Nest-site selection is an important determinant of individual fitness in birds. Understanding what information individuals use to choose nest sites is therefore important for understanding the evolution of nest-site selection, the dynamics of populations, and the conservation of species. We used five years of mark-recapture data for Mountain Bluebirds (Sialia currucoides) to examine how dispersal probability and nest-site selection vary with potential cues of nest-site quality. Dispersal distance between breeding seasons and nest-site selection were modeled as a function of personal reproductive success, conspecific density, conspecific reproductive success, and habitat type.
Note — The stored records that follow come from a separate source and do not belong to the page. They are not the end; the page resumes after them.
//! Cluster members and their channels.
//!
//! Self and peers are represented uniformly: a [`Peer`] is a wire
//! descriptor plus an optional outbound channel. The self node never
//! has one. The channel mutex is held across a full send+receive, so
//! two round-trips can never interleave their frames on one channel.

use crate::response::Response;
use meshkv_net::{Connection, NetError};
use meshkv_store::Request;
use serde::{Deserialize, Serialize};
use std::sync::Arc;
use tokio::sync::Mutex;
use tracing::debug;

/// Wire descriptor of a cluster member.
#[derive(Debug, Clone, Default, PartialEq, Eq, Serialize, Deserialize)]
#[serde(rename_all = "PascalCase")]
pub struct NodeInfo {
    #[serde(rename = "ID", default)]
    pub id: String,

    /// The member's peer address, `host:port`. Doubles as its sort key
    /// on the ring.
    #[serde(default)]
    pub addr: String,
}

impl NodeInfo {
    pub fn new(id: impl Into<String>, addr: impl Into<String>) -> Self {
        NodeInfo {
            id: id.into(),
            addr: addr.into(),
        }
    }
}

impl std::fmt::Display for NodeInfo {
    fn fmt(&self, f: &mut std::fmt::Formatter<'_>) -> std::fmt::Result {
        write!(f, "{} ({})", self.addr, self.id)
    }
}

/// A cluster member, with a live channel for remote members.
#[derive(Debug)]
pub struct Peer {
    pub info: NodeInfo,
    local: bool,
    channel: Mutex<Option<Connection>>,
}

/// The cluster's member set, ordered lexicographically by address.
pub type Nodes = Vec<Arc<Peer>>;

impl Peer {
    /// The self node. It has no channel; requests it owns are served
    /// against the local shard.
    pub fn local(info: NodeInfo) -> Self {
        Peer {
            info,
            local: true,
            channel: Mutex::new(None),
        }
    }

    /// A remote member reached through `conn`.
    pub fn remote(info: NodeInfo, conn: Connection) -> Self {
        Peer {
            info,
            local: false,
            channel: Mutex::new(Some(conn)),
        }
    }

    /// Whether this member is the local node.
    pub fn is_local(&self) -> bool {
        self.local
    }

    /// One request/response exchange on this peer's channel. The
    /// channel lock is held for the whole exchange.
    pub async fn round_trip(&self, req: &Request) -> Result<Response, NetError> {
        let mut guard = self.channel.lock().await;
        let conn = guard.as_mut().ok_or(NetError::Closed)?;

        conn.write_message(req).await?;
        conn.read_message::<Response>().await
    }

    /// Close the channel, if any. Pending round-trips fail once their
    /// reads return.
    pub async fn close(&self) {
        if let Some(mut conn) = self.channel.lock().await.take() {
            if let Err(err) = conn.shutdown().await {
                debug!(addr = %self.info.addr, %err, "channel shutdown");
            }
            debug!(addr = %self.info.addr, "connection closed");
        }
    }
}

#[cfg(test)]
mod tests {
    use super::*;

    #[test]
    fn test_node_info_wire_names() {
        let info = NodeInfo::new("node-1", "10.0.0.1:2373");
        let encoded = serde_json::to_value(&info).unwrap();
        assert_eq!(encoded["ID"], "node-1");
        assert_eq!(encoded["Addr"], "10.0.0.1:2373");
    }

    #[tokio::test]
    async fn test_local_peer_has_no_channel() {
        let peer = Peer::local(NodeInfo::new("n", "a:1"));
        assert!(peer.is_local());

        let req = Request::Keys { id: String::new() };
        let err = peer.round_trip(&req).await.unwrap_err();
        assert!(matches!(err, NetError::Closed));
    }
}
// ---------------------------------------------------------------------------
// Tests
// ---------------------------------------------------------------------------

#[cfg(test)]
mod tests {
    use super::*;
    use crate::shard::ShardConfig;
    use std::collections::BTreeMap;

    fn store_req(key: &str, data: Value, expire_time: i64) -> Request {
        Request::Store {
            id: String::new(),
            key: key.to_string(),
            data,
            expire_time,
        }
    }

    fn list(items: Vec<i64>) -> Value {
        Value::List(items.into_iter().map(Value::Int).collect())
    }

    #[tokio::test]
    async fn test_keys_request() {
        let shard = Shard::new(ShardConfig::default());
        shard
            .serve(&store_req("a", Value::Int(1), 0))
            .unwrap();
        shard
            .serve(&store_req("b", Value::Int(2), 0))
            .unwrap();

        let rec = shard
            .serve(&Request::Keys { id: String::new() })
            .unwrap();
        let Value::List(keys) = rec.data else {
            panic!("keys must produce a list")
        };
        assert_eq!(keys.len(), 2);
        assert_eq!(rec.meta.index, 0);
    }

    #[tokio::test]
    async fn test_load_missing_key() {
        let shard = Shard::new(ShardConfig::default());
        let err = shard
            .serve(&Request::Load {
                id: String::new(),
                key: "ghost".to_string(),
            })
            .unwrap_err();
        assert_eq!(
            err,
            StoreError::Missing("ghost does not exist".to_string())
        );
    }

    #[tokio::test]
    async fn test_delete_returns_zero_record() {
        let shard = Shard::new(ShardConfig::default());
        shard.serve(&store_req("a", Value::Int(1), 0)).unwrap();

        let rec = shard
            .serve(&Request::Delete {
                id: String::new(),
                key: "a".to_string(),
            })
            .unwrap();
        assert_eq!(rec, Record::default());
        assert!(shard.load("a").is_none());
    }

    #[tokio::test]
    async fn test_list_index() {
        let shard = Shard::new(ShardConfig::default());
        shard.serve(&store_req("L", list(vec![1, 2, 3]), 0)).unwrap();

        let rec = shard
            .serve(&Request::ListIndex {
                id: String::new(),
                key: "L".to_string(),
                index: 2,
            })
            .unwrap();
        assert_eq!(rec.data, Value::Int(3));
        // The element is wrapped in the record's own metadata.
        assert_eq!(rec.meta.index, 1);

        let err = shard
            .serve(&Request::ListIndex {
                id: String::new(),
                key: "L".to_string(),
                index: 4,
            })
            .unwrap_err();
        assert_eq!(
            err,
            StoreError::Conflict("position 4 is out of range".to_string())
        );
    }

    #[tokio::test]
    async fn test_list_index_at_length_is_out_of_range() {
        let shard = Shard::new(ShardConfig::default());
        shard.serve(&store_req("L", list(vec![1, 2, 3]), 0)).unwrap();

        let err = shard
            .serve(&Request::ListIndex {
                id: String::new(),
                key: "L".to_string(),
                index: 3,
            })
            .unwrap_err();
        assert_eq!(
            err,
            StoreError::Conflict("position 3 is out of range".to_string())
        );
    }

    #[tokio::test]
    async fn test_list_index_on_scalar() {
        let shard = Shard::new(ShardConfig::default());
        shard.serve(&store_req("L", Value::Int(3), 0)).unwrap();

        let err = shard
            .serve(&Request::ListIndex {
                id: String::new(),
                key: "L".to_string(),
                index: 0,
            })
            .unwrap_err();
        assert_eq!(err, StoreError::Conflict("L is not a list".to_string()));
    }

    #[tokio::test]
    async fn test_dict_item() {
        let shard = Shard::new(ShardConfig::default());
        let mut entries = BTreeMap::new();
        entries.insert(DictKey::Int(3), Value::Int(4));
        shard
            .serve(&store_req("M", Value::Dict(entries), 0))
            .unwrap();

        let rec = shard
            .serve(&Request::DictItem {
                id: String::new(),
                key: "M".to_string(),
                item: Value::Int(3),
            })
            .unwrap();
        assert_eq!(rec.data, Value::Int(4));

        // A string lookup against an integer-keyed mapping is a type
        // mismatch, not a miss.
        let err = shard
            .serve(&Request::DictItem {
                id: String::new(),
                key: "M".to_string(),
                item: Value::String("a".to_string()),
            })
            .unwrap_err();
        assert_eq!(err, StoreError::Conflict("item a is invalid".to_string()));

        // A well-typed lookup that is absent breaks the caller's
        // expectation of the mapping's contents.
        let err = shard
            .serve(&Request::DictItem {
                id: String::new(),
                key: "M".to_string(),
                item: Value::Int(5),
            })
            .unwrap_err();
        assert_eq!(
            err,
            StoreError::Internal("unexpected value at key 5".to_string())
        );
    }

    #[tokio::test]
    async fn test_dict_item_on_scalar() {
        let shard = Shard::new(ShardConfig::default());
        shard.serve(&store_req("M", Value::Int(1), 0)).unwrap();

        let err = shard
            .serve(&Request::DictItem {
                id: String::new(),
                key: "M".to_string(),
                item: Value::Int(3),
            })
            .unwrap_err();
        assert_eq!(
            err,
            StoreError::Conflict("M is not a dictionary".to_string())
        );
    }

    #[tokio::test]
    async fn test_dict_item_ill_shaped_lookup() {
        let shard = Shard::new(ShardConfig::default());
        let mut entries = BTreeMap::new();
        entries.insert(DictKey::Int(3), Value::Int(4));
        shard
            .serve(&store_req("M", Value::Dict(entries), 0))
            .unwrap();

        let err = shard
            .serve(&Request::DictItem {
                id: String::new(),
                key: "M".to_string(),
                item: Value::List(vec![]),
            })
            .unwrap_err();
        assert_eq!(err, StoreError::Conflict("item [] is invalid".to_string()));
    }

    #[test]
    fn test_request_routing_key() {
        let req = Request::Keys { id: String::new() };
        assert_eq!(req.hash(), "");
        assert_eq!(req.action(), ACTION_KEYS);

        let req = store_req("K", Value::Int(1), 0);
        assert_eq!(req.hash(), "K");
        assert_eq!(req.action(), ACTION_STORE);
    }

    #[test]
    fn test_request_envelope_json() {
        let req = Request::Store {
            id: "r-1".to_string(),
            key: "K".to_string(),
            data: Value::Int(42),
            expire_time: 0,
        };
        let encoded = serde_json::to_value(&req).unwrap();
        assert_eq!(encoded["Action"], "store");
        assert_eq!(encoded["Request"]["Key"], "K");
        assert_eq!(encoded["Request"]["ID"], "r-1");
        assert_eq!(encoded["Request"]["Data"], serde_json::json!(42));

        let decoded: Request = serde_json::from_value(encoded).unwrap();
        assert_eq!(decoded, req);
    }

    #[test]
    fn test_request_envelope_selects_variant_by_action() {
        let raw = r#"{"Action": "load", "Request": {"ID": "x", "Key": "foo"}}"#;
        let req: Request = serde_json::from_str(raw).unwrap();
        assert_eq!(
            req,
            Request::Load {
                id: "x".to_string(),
                key: "foo".to_string(),
            }
        );

        let raw = r#"{"Action": "explode", "Request": {}}"#;
        assert!(serde_json::from_str::<Request>(raw).is_err());
    }

    #[test]
    fn test_request_display() {
        let req = Request::ListIndex {
            id: "r-2".to_string(),
            key: "L".to_string(),
            index: 7,
        };
        assert_eq!(req.to_string(), "id: r-2, type: list index, key: L, index: 7");
    }
}
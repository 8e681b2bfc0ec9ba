//! The cluster server: listener, mesh join and request routing.
//!
//! Startup binds the peer listener, dials every configured neighbor in
//! parallel (with exponential backoff per dial) and then publishes the
//! node set: all peers plus a self node, sorted lexicographically by
//! address, one ring element per node index in that order. Sorting is
//! what aligns every member's view of the ring; the set is immutable
//! for the life of the process afterwards.

use crate::node::{NodeInfo, Nodes, Peer};
use crate::response::Response;
use meshkv_net::{Connection, NetError, TlsContext};
use meshkv_ring::{fnv32a, Ring};
use meshkv_store::{Request, Shard, ShardConfig};
use parking_lot::{Mutex, RwLock};
use std::net::SocketAddr;
use std::sync::Arc;
use std::time::Duration;
use tokio::net::TcpListener;
use tokio::task::JoinHandle;
use tracing::{debug, error, info, warn};
use uuid::Uuid;

/// Configuration of the cluster server.
#[derive(Debug, Clone)]
pub struct Config {
    /// Address the peer listener binds to; also this node's identity
    /// on the ring.
    pub local_addr: String,

    /// Neighbor addresses. Empty for single-node operation.
    pub neighbors: Vec<String>,

    /// Virtual partition count of the ring. Must be positive.
    pub partitions: usize,

    /// Retries per neighbor dial before the whole start fails.
    pub dial_retries: usize,

    /// TLS material for the listener and outbound dials.
    pub tls: Option<TlsContext>,
}

#[derive(Debug, thiserror::Error)]
pub enum ServerError {
    #[error("failed to bind listener on {addr}: {source}")]
    Bind {
        addr: String,
        source: std::io::Error,
    },

    #[error("failed to connect neighbors: {0}")]
    Join(String),
}

/// A sharded key-value server node.
pub struct Server {
    id: String,
    laddr: String,
    neighbors: Vec<String>,
    partitions: usize,
    retries: usize,
    tls: Option<TlsContext>,

    shard: Arc<Shard>,

    /// Ring and node set, published once at the end of `start` and
    /// read-only afterwards.
    ring: RwLock<Ring<usize>>,
    nodes: RwLock<Nodes>,

    listener: Mutex<Option<JoinHandle<()>>>,
}

impl std::fmt::Debug for Server {
    fn fmt(&self, f: &mut std::fmt::Formatter<'_>) -> std::fmt::Result {
        f.debug_struct("Server")
            .field("id", &self.id)
            .field("laddr", &self.laddr)
            .finish_non_exhaustive()
    }
}

impl Drop for Server {
    fn drop(&mut self) {
        if let Some(handle) = self.listener.lock().take() {
            handle.abort();
        }
    }
}

impl Server {
    /// Create a server. Call [`Server::start`] to join the cluster.
    pub fn new(config: Config) -> Arc<Server> {
        Arc::new(Server {
            id: Uuid::new_v4().to_string(),
            laddr: config.local_addr,
            neighbors: config.neighbors,
            partitions: config.partitions,
            retries: config.dial_retries,
            tls: config.tls,
            shard: Shard::new(ShardConfig {
                capacity: config.partitions,
            }),
            ring: RwLock::new(Ring::new(config.partitions)),
            nodes: RwLock::new(Nodes::new()),
            listener: Mutex::new(None),
        })
    }

    /// This server's identifier.
    pub fn id(&self) -> &str {
        &self.id
    }

    /// The address the peer listener is configured for.
    pub fn addr(&self) -> &str {
        &self.laddr
    }

    /// Descriptor of the local node.
    pub fn local_info(&self) -> NodeInfo {
        NodeInfo::new(self.id.clone(), self.laddr.clone())
    }

    /// The cluster's node set. Empty until `start` completes.
    pub fn nodes(&self) -> Nodes {
        self.nodes.read().clone()
    }

    /// Start the server: listen for peers, join every neighbor and
    /// publish the node set. Any neighbor that stays unreachable
    /// through all retries fails the whole start, and every channel
    /// opened so far is torn down.
    pub async fn start(self: &Arc<Self>) -> Result<(), ServerError> {
        let listener =
            TcpListener::bind(&self.laddr)
                .await
                .map_err(|source| ServerError::Bind {
                    addr: self.laddr.clone(),
                    source,
                })?;
        info!(addr = %self.laddr, "peer listener started");

        let server = Arc::clone(self);
        let accept_loop = tokio::spawn(async move {
            loop {
                match listener.accept().await {
                    Ok((stream, remote)) => {
                        debug!(%remote, "accepted peer connection");
                        let server = Arc::clone(&server);
                        tokio::spawn(async move {
                            match meshkv_net::accept(stream, server.tls.as_ref()).await {
                                Ok(conn) => server.handle(conn, remote).await,
                                Err(err) => warn!(%remote, %err, "peer handshake failed"),
                            }
                        });
                    }
                    Err(err) => {
                        warn!(%err, "failed to accept peer connection");
                    }
                }
            }
        });
        *self.listener.lock() = Some(accept_loop);

        if let Err(err) = self.join_all().await {
            self.stop().await;
            return Err(err);
        }

        info!(
            nodes = self.nodes.read().len(),
            partitions = self.partitions,
            "cluster ready"
        );
        Ok(())
    }

    /// Stop the listener and close every peer channel. In-flight
    /// handlers exit once their reads fail.
    pub async fn stop(&self) {
        if let Some(handle) = self.listener.lock().take() {
            handle.abort();
        }
        let nodes = self.nodes();
        for peer in nodes {
            peer.close().await;
        }
        info!(addr = %self.laddr, "server stopped");
    }

    /// Dial every neighbor in parallel and publish the sorted node
    /// set and ring.
    async fn join_all(self: &Arc<Self>) -> Result<(), ServerError> {
        let results =
            futures::future::join_all(self.neighbors.iter().map(|addr| self.join(addr))).await;

        let mut opened = Vec::new();
        let mut failures = Vec::new();
        for (addr, result) in self.neighbors.iter().zip(results) {
            match result {
                Ok(conn) => {
                    info!(%addr, "connected to peer");
                    opened.push((addr.clone(), conn));
                }
                Err(err) => failures.push(format!("{}: {}", addr, err)),
            }
        }

        // All-or-nothing: tear down whatever was opened when any
        // neighbor stayed unreachable.
        if !failures.is_empty() {
            for (addr, mut conn) in opened {
                if let Err(err) = conn.shutdown().await {
                    debug!(%addr, %err, "channel shutdown");
                }
                debug!(%addr, "connection closed");
            }
            return Err(ServerError::Join(failures.join(", ")));
        }

        let mut peers: Nodes = opened
            .into_iter()
            .map(|(addr, conn)| {
                Arc::new(Peer::remote(
                    NodeInfo::new(Uuid::new_v4().to_string(), addr),
                    conn,
                ))
            })
            .collect();
        peers.push(Arc::new(Peer::local(self.local_info())));
        peers.sort_by(|a, b| a.info.addr.cmp(&b.info.addr));

        let mut ring = Ring::new(self.partitions);
        for i in 0..peers.len() {
            ring.insert(i);
        }

        *self.nodes.write() = peers;
        *self.ring.write() = ring;
        Ok(())
    }

    /// Dial one neighbor, doubling the backoff after each failure.
    async fn join(&self, addr: &str) -> Result<Connection, NetError> {
        let mut backoff = Duration::from_secs(1);
        let mut attempt = 0;
        loop {
            debug!(addr, attempt, "dialing peer");
            match meshkv_net::dial(addr, self.tls.as_ref()).await {
                Ok(conn) => return Ok(conn),
                Err(err) if attempt < self.retries => {
                    warn!(addr, %err, ?backoff, "dial failed, next attempt after backoff");
                    tokio::time::sleep(backoff).await;
                    backoff *= 2;
                    attempt += 1;
                }
                Err(err) => {
                    error!(addr, %err, "all connection attempts failed");
                    return Err(err);
                }
            }
        }
    }

    /// Execute a request, forwarding it to the owning node when the
    /// routing key hashes to a peer.
    ///
    /// Cancellation: dropping the returned future cancels the exchange
    /// at the next network await; the peer channel is left to the
    /// keepalive machinery.
    pub async fn do_request(&self, req: &Request) -> Response {
        debug!(%req, "processing request");

        // Owner-agnostic requests never leave this node.
        let owner = if req.hash().is_empty() {
            None
        } else {
            let ring = self.ring.read();
            let nodes = self.nodes.read();
            ring.find(fnv32a(req.hash()))
                .and_then(|i| nodes.get(*i))
                .cloned()
        };

        let peer = match owner {
            Some(peer) if !peer.is_local() => peer,
            // Self-owned, owner-agnostic, or the ring is not built
            // yet: all are local executions.
            _ => return self.serve_local(req),
        };

        meshkv_metrics::metrics()
            .requests_forwarded
            .with_label_values(&[req.action()])
            .inc();
        let _timer = meshkv_metrics::start_round_trip_timer(req.action());

        match peer.round_trip(req).await {
            Ok(resp) => resp,
            Err(err) => {
                error!(%req, peer = %peer.info, %err, "forwarding failed");
                meshkv_metrics::metrics().requests_failed.inc();
                Response::transport_failure(err)
            }
        }
    }

    /// Execute a request against the local shard unconditionally.
    fn serve_local(&self, req: &Request) -> Response {
        let m = meshkv_metrics::metrics();
        match self.shard.serve(req) {
            Ok(record) => {
                m.requests_served.with_label_values(&[req.action()]).inc();
                m.records_stored.set(self.shard.len() as i64);
                Response::ok(record, self.local_info())
            }
            Err(err) => {
                error!(%req, %err, "request failed");
                m.requests_failed.inc();
                Response::failure(&err)
            }
        }
    }

    /// Handler loop for one inbound peer channel. Requests read here
    /// are executed locally; the sender owns routing, which is what
    /// keeps forwarding from recursing around the mesh.
    async fn handle(self: Arc<Self>, mut conn: Connection, remote: SocketAddr) {
        loop {
            let req: Request = match conn.read_message().await {
                Ok(req) => req,
                Err(NetError::Closed) => break,
                Err(err) => {
                    // Unknown action or torn frame; drop the channel
                    // so the sender's pending read fails fast.
                    error!(%remote, %err, "failed to read peer request");
                    break;
                }
            };

            let resp = self.serve_local(&req);
            if let Err(err) = conn.write_message(&resp).await {
                error!(%remote, %err, "failed to write peer response");
                break;
            }
        }
        debug!(%remote, "closing peer connection");
    }
}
Between years, the dispersal probability was related to personal reproductive success, not conspecific information, and individuals fledging fewer young dispersed longer distances. For dispersing individuals, the probability that a nest site was selected in year i was negatively related to distance from the nest site selected in year i - 1 for all age and sex classes, and positively related to conspecific density and reproductive success in year i - 1 for both second-year (SY) and after-hatch-year (AHY) females. However, nest-site selection in year i was more strongly related to conspecific density in year i- 1 for hatch-year (HY) females and was much more strongly related to the reproductive success of conspecifics in year i - 1 for AHY females. Nest-site selection of HY and AHY males was not consistently related to the metrics of conspecific information, but we suspect that relationships were obscured by competitive interactions. We found no evidence indicating that individuals respond differently to conspecific information at longer distances, suggesting that individuals limit dispersal to areas where they have prior knowledge. We predict that these patterns of nest-site selection will allow birds to loosely track nest-site quality and maintain an ideal free distribution, where average fitness is equal in all habitat types.